STAN评价系统包括电子胎心监护及ST段事件2个方面[12,14]。其中的胎心监护分类主要是基于2008年NICHD的指南[10],这与我国目前推出的电子胎心监护三级系统[1]基本一致。如表1所示,绿、黄、红区与我国电子胎心监护三级系统中的Ⅰ类、Ⅱ类、Ⅲ类监护基本对应,区别主要在于:绿区的变异减速和红区的变异消失在电子胎心监护三级系统中为Ⅱ类监护。在应用STAN评价系统时,应先将胎心监护进行分区,然后根据有无ST段事件进行处理。ST段事件的定义是: T/QRS比值及基线升高或出现2次双相ST段。在第一产程中,当胎心监护为黄区,实施宫内复苏措施后仍未转成绿区,如出现ST段事件,建议在60 min内分娩。在第二产程中,当胎心监护为黄区,若出现ST段事件,建议在30 min内分娩。期待治疗指继续观察无须特殊处理。
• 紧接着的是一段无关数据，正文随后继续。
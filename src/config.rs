use std::time::Duration;

#[derive(Debug, Clone, Copy, PartialEq, Eq)]
pub enum MomoEnvironment {
    Sandbox,
    Production,
}

impl MomoEnvironment {
    pub fn parse(raw: &str) -> Self {
        match raw.trim().to_ascii_lowercase().as_str() {
            "production" | "prod" => MomoEnvironment::Production,
            _ => MomoEnvironment::Sandbox,
        }
    }

    pub fn as_str(&self) -> &'static str {
        match self {
            MomoEnvironment::Sandbox => "sandbox",
            MomoEnvironment::Production => "production",
        }
    }
}

#[derive(Debug, Clone)]
pub struct ProviderConfig {
    pub api_key: String,
    pub api_secret: String,
    pub subscription_key: Option<String>,
    pub token_url: String,
    pub payment_url: String,
}

#[derive(Debug, Clone, Copy)]
pub struct PollPolicy {
    pub max_attempts: u32,
    pub interval: Duration,
}

impl Default for PollPolicy {
    fn default() -> Self {
        Self {
            max_attempts: 10,
            interval: Duration::from_secs(5),
        }
    }
}

#[derive(Debug, Clone)]
pub struct GatewaySettings {
    pub environment: MomoEnvironment,
    pub mtn: ProviderConfig,
    pub airtel: ProviderConfig,
    pub timeout_ms: u64,
    pub cache_tokens: bool,
}

#[derive(Clone)]
pub struct AppConfig {
    pub bind_addr: String,
    pub currency: String,
    pub gateway_mode: String,
    pub mock_behavior: String,
    pub gateway: GatewaySettings,
    pub poll: PollPolicy,
}

impl AppConfig {
    pub fn from_env() -> Self {
        Self::from_lookup(|key| std::env::var(key).ok())
    }

    pub fn from_lookup(lookup: impl Fn(&str) -> Option<String>) -> Self {
        let var = |key: &str, default: &str| lookup(key).unwrap_or_else(|| default.to_string());
        let environment = MomoEnvironment::parse(&var("MOMO_ENVIRONMENT", "sandbox"));

        let mtn_base = var(
            "MTN_BASE_URL",
            match environment {
                MomoEnvironment::Sandbox => "https://sandbox.momodeveloper.mtn.com",
                MomoEnvironment::Production => "https://proxy.momoapi.mtn.com",
            },
        );
        let airtel_base = var(
            "AIRTEL_BASE_URL",
            match environment {
                MomoEnvironment::Sandbox => "https://openapiuat.airtel.africa",
                MomoEnvironment::Production => "https://openapi.airtel.africa",
            },
        );
        let mtn_base = mtn_base.trim_end_matches('/');
        let airtel_base = airtel_base.trim_end_matches('/');

        let mtn = ProviderConfig {
            api_key: var("MTN_API_KEY", ""),
            api_secret: var("MTN_API_SECRET", ""),
            subscription_key: Some(var("MTN_SUBSCRIPTION_KEY", "")),
            token_url: var("MTN_TOKEN_URL", &format!("{}/collection/token/", mtn_base)),
            payment_url: var(
                "MTN_PAYMENT_URL",
                &format!("{}/collection/v1_0/requesttopay", mtn_base),
            ),
        };
        let airtel = ProviderConfig {
            api_key: var("AIRTEL_API_KEY", ""),
            api_secret: var("AIRTEL_API_SECRET", ""),
            subscription_key: None,
            token_url: var("AIRTEL_TOKEN_URL", &format!("{}/auth/oauth2/token", airtel_base)),
            payment_url: var(
                "AIRTEL_PAYMENT_URL",
                &format!("{}/merchant/v1/payments", airtel_base),
            ),
        };

        let defaults = PollPolicy::default();
        let poll = PollPolicy {
            max_attempts: lookup("POLL_MAX_ATTEMPTS")
                .and_then(|s| s.parse::<u32>().ok())
                .filter(|n| *n >= 1)
                .unwrap_or(defaults.max_attempts),
            interval: lookup("POLL_INTERVAL_MS")
                .and_then(|s| s.parse::<u64>().ok())
                .map(Duration::from_millis)
                .unwrap_or(defaults.interval),
        };

        Self {
            bind_addr: var("BIND_ADDR", "0.0.0.0:3000"),
            currency: var("PAYMENT_CURRENCY", "UGX"),
            gateway_mode: var("GATEWAY_MODE", "live").to_ascii_lowercase(),
            mock_behavior: var("MOCK_BEHAVIOR", "ALWAYS_SUCCESS").to_ascii_uppercase(),
            gateway: GatewaySettings {
                environment,
                mtn,
                airtel,
                timeout_ms: lookup("GATEWAY_TIMEOUT_MS")
                    .and_then(|s| s.parse::<u64>().ok())
                    .unwrap_or(10_000),
                cache_tokens: lookup("TOKEN_CACHE_ENABLED")
                    .map(|s| !matches!(s.to_ascii_lowercase().as_str(), "0" | "false" | "no"))
                    .unwrap_or(true),
            },
            poll,
        }
    }
}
自1993年发表首个关于STAN应用的RCT[15]至今,有关产时持续STAN联合产时电子胎心监护与传统的产时持续胎心监护相比,是否可以改善母儿结局,已发表了6项RCT研究[10,16-19]。见表2。
表2中6项RCT结果大相径庭,这可能与入组标准不同(是否将异常胎心监护,即3类胎心监护纳入研究对象)、ST段事件判别方法不同(通过肉眼识别或计算机软件自动识别)、胎心监护及ST段分析解读不同、酸中毒的检测方法不同(检测血液中的碱剩余比检测细胞外液中的碱剩余偏高)、是否在应用ST段前监测了胎儿基线状态(在产程的早期尽早开始ST段分析)有关。另外,近期发表在《新英格兰医学杂志》的RCT还特别提出了一些条款[12],也使得其很难与之前的RCT结果进行比较。例如,在此项试验中特别指出:产科的干预不能仅仅依赖于ST段事件,如果临床医生基于胎心监护或临床数据怀疑胎儿缺氧,即使没有ST段事件发生,也应给予相应临床干预。条款还指出:在产妇发热时,胎儿可能对缺氧反应表现迟钝,而不出现ST段事件,所以当产妇体温>38 ℃时,应根据胎心监护和临床情况进行处理。
关于STAN不良事件的报道包括产妇大腿电极附着处起水泡,胎儿ECG电极附着处裂伤、出血、感染,新生儿败血症等。但上述不良事件的发生率均很低[12]。
根据目前的研究可以认为,STAN有效地降低了阴道助产率,但是对改善新生儿酸中毒的有效性尚有争议。如果期望将STAN用于临床,则需要更多高级证据的支持。